No amigos, no hemos perdido el norte y nos estamos confundiendo de nombre y título. Aunque últimamente el asesinato de Rosie Larsen en la recién cancelada The Killing haya estado en primera plana, esta miniserie inglesa sonó con fuerza en el país vecino hace algunos años. Y muy merecidamente, debo añadir. Precisamente ahora, cuando el periodismo está siendo acribillado lentamente con los despidos de varios periodistas de la televisión y radio pública, se hace más merecedora la recomendación que hoy os traemos. Porque además de ser un thriller político perfectamente escrito e hilado, es sobre todo un alegato en favor del periodismo.

Allá por el año 2003, la BBC estrenó esta miniserie en la que un pequeño grupo de periodistas del periódico “The Herald” se interesa por dos aparentemente inconexos asesinatos en Londres. Poco a poco van descubriendo que hay mucho escondido bajo la alfombra, que poco de lo que el Gobierno inglés y los partidos políticos dicen es verdad y que la figura del cabeza de turco es más común de lo que querríamos pensar. Escrita por la mente pensante que hay detrás de ShamelessPaul Abbott– y por el director que más películas dirigió de la saga Harry Potter –David Yates-, la miniserie nos coloca frente a frente al periodista Cal McCaffrey y al político Stephen Collins, dos viejos conocidos que vuelven a econtrarse en la más extraña de las situaciones.

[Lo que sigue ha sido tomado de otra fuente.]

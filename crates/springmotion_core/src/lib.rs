//! [`MotionDispatcher`]: dispatcher::MotionDispatcher
//! [`DamperBuilder`]: builder::DamperBuilder
//! [`DamperHandle`]: handle::DamperHandle
//! [`DamperStorage`]: storage::DamperStorage
//! [`SpringType`]: spring::SpringType
//! [`DamperAdapter`]: adapter::DamperAdapter
//! [`DamperOptions`]: options::DamperOptions
//!
//! # SpringMotion Core
//!
//! Batched spring-damper motions. A motion smoothly drives a single
//! value towards a target using one of the implicit springs in
//! [`SpringType`], and reports every intermediate value to a user
//! provided setter.
//!
//! ## Core Concepts
//!
//! - **[`MotionDispatcher`]**: Owns one [`DamperStorage`] per value,
//!   options and adapter combination and advances all of them on
//!   every update.
//!
//! - **[`DamperStorage`]**: A dense structure-of-arrays storage with
//!   a generational slot allocator. Retired motions are swap-removed
//!   so integration always walks packed columns.
//!
//! - **[`DamperHandle`]**: A generational reference to a motion,
//!   used to cancel, complete or inspect it.
//!
//! - **[`DamperAdapter`]** and **[`DamperOptions`]**: Map values in
//!   and out of the `f64` lane the springs operate in, and carry
//!   per-motion parameters.
//!
//! ## Using SpringMotion
//!
//! ```
//! use std::sync::{Arc, Mutex};
//!
//! use springmotion_core::prelude::*;
//!
//! let dispatcher = MotionDispatcher::new();
//! let opacity = Arc::new(Mutex::new(0.0_f32));
//!
//! let handle = dispatcher
//!     .damper(
//!         {
//!             let opacity = opacity.clone();
//!             move || *opacity.lock().unwrap()
//!         },
//!         {
//!             let opacity = opacity.clone();
//!             move |x| *opacity.lock().unwrap() = x
//!         },
//!         || 1.0,
//!     )
//!     .with_spring(SpringType::Simple)
//!     .with_half_life(0.1)
//!     .schedule()
//!     .unwrap();
//!
//! // Drive the dispatcher with a fixed time step.
//! while handle.is_active(&dispatcher) {
//!     dispatcher.step(1.0 / 60.0).unwrap();
//! }
//!
//! assert_eq!(*opacity.lock().unwrap(), 1.0);
//! ```

pub mod adapter;
pub mod builder;
pub mod callback;
pub mod data;
pub mod dispatcher;
pub mod entry;
pub mod error;
pub mod handle;
pub mod options;
pub mod registry;
pub mod runner;
pub mod spring;
pub mod storage;

pub mod prelude {
    pub use crate::adapter::{
        DamperAdapter, DamperValue, DoubleAdapter, FloatAdapter,
        IntAdapter, LongAdapter,
    };
    pub use crate::builder::DamperBuilder;
    pub use crate::data::{DamperStatus, MotionTimeKind};
    pub use crate::dispatcher::{DispatcherSettings, MotionDispatcher};
    pub use crate::error::DamperError;
    pub use crate::handle::{
        CancelOnDrop, CompositeDamperHandle, DamperHandle,
    };
    pub use crate::options::{
        DamperOptions, IntegerOptions, NoOptions, RoundingMode,
        TimeDamperOptions, VelocityDamperOptions,
    };
    pub use crate::spring::SpringType;
    pub use crate::ThreadSafe;
}

/// Auto trait for types that implements [`Send`] + [`Sync`] +
/// `'static`.
pub trait ThreadSafe: Send + Sync + 'static {}

impl<T> ThreadSafe for T where T: Send + Sync + 'static {}
//! Error types for fallible value construction.

use thiserror::Error;

/// Errors surfaced while building values.
///
/// Deep cloning itself is total and never returns one of these; they come
/// from the fallible constructors, currently only the pattern kind.
#[derive(Debug, Clone, Error)]
pub enum ValueError {
    /// Pattern flag outside the supported `g i m s` set.
    #[error("unknown pattern flag {flag:?}")]
    UnknownPatternFlag {
        /// The rejected flag character.
        flag: char,
    },

    /// Pattern flag given more than once.
    #[error("duplicate pattern flag {flag:?}")]
    DuplicatePatternFlag {
        /// The repeated flag character.
        flag: char,
    },

    /// Pattern source text rejected by the matcher.
    #[error("invalid pattern /{pattern}/: {message}")]
    PatternSyntax {
        /// The source text that failed to compile.
        pattern: String,
        /// Compiler diagnostic.
        message: String,
    },
}

/// Result type for fallible value operations.
pub type ValueResult<T> = std::result::Result<T, ValueError>;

Inevitablemente, como buena consumidora de televisión que soy, me es imposible no contaros los “reencuentros” más curiosos que se dan aquí. Porque en State of Play coinciden John Simm y Philip Glenister, antes de su paso por Life on Mars; y además, participan en ella varios actores que luego se dejarían ver por Doctor Who: nuevamente John Simm, David Morrissey y Bill Nighy. Y a mayores de los actores arriba mencionados, el resto del reparto lo completan dos jóvenes actores que hoy en día están  en boca de todos: Kelly Macdonald, vista en Boardwalk Empire –que además pone la voz original a la protagonista de Brave, la última de Pixar, y James McAvoy, que luego aparecería en Shameless (UK).

Y para variar, los americanitos -faltos de ideas- se entusiasmaron con la historia y adaptaron los seis capítulos que dura la miniserie en una película de dos horas de duración. ¿Y qué consiguieron? Perder emoción y calidad interpretativa a montones. Un sobrevalorado Russell Crowe y un apático Ben Affleck toman las riendas de la historia, como el dúo base de la historia. Habiendo visto las dos, os recomiendo no perder el tiempo con la película. No hay nada como ver a un enfurecido Bill Nighy empeñarse en sacar adelante una historia que compromete a unos pocos privilegiados, pero que logrará quitar la venda una sociedad entera. ¿Animados a verla?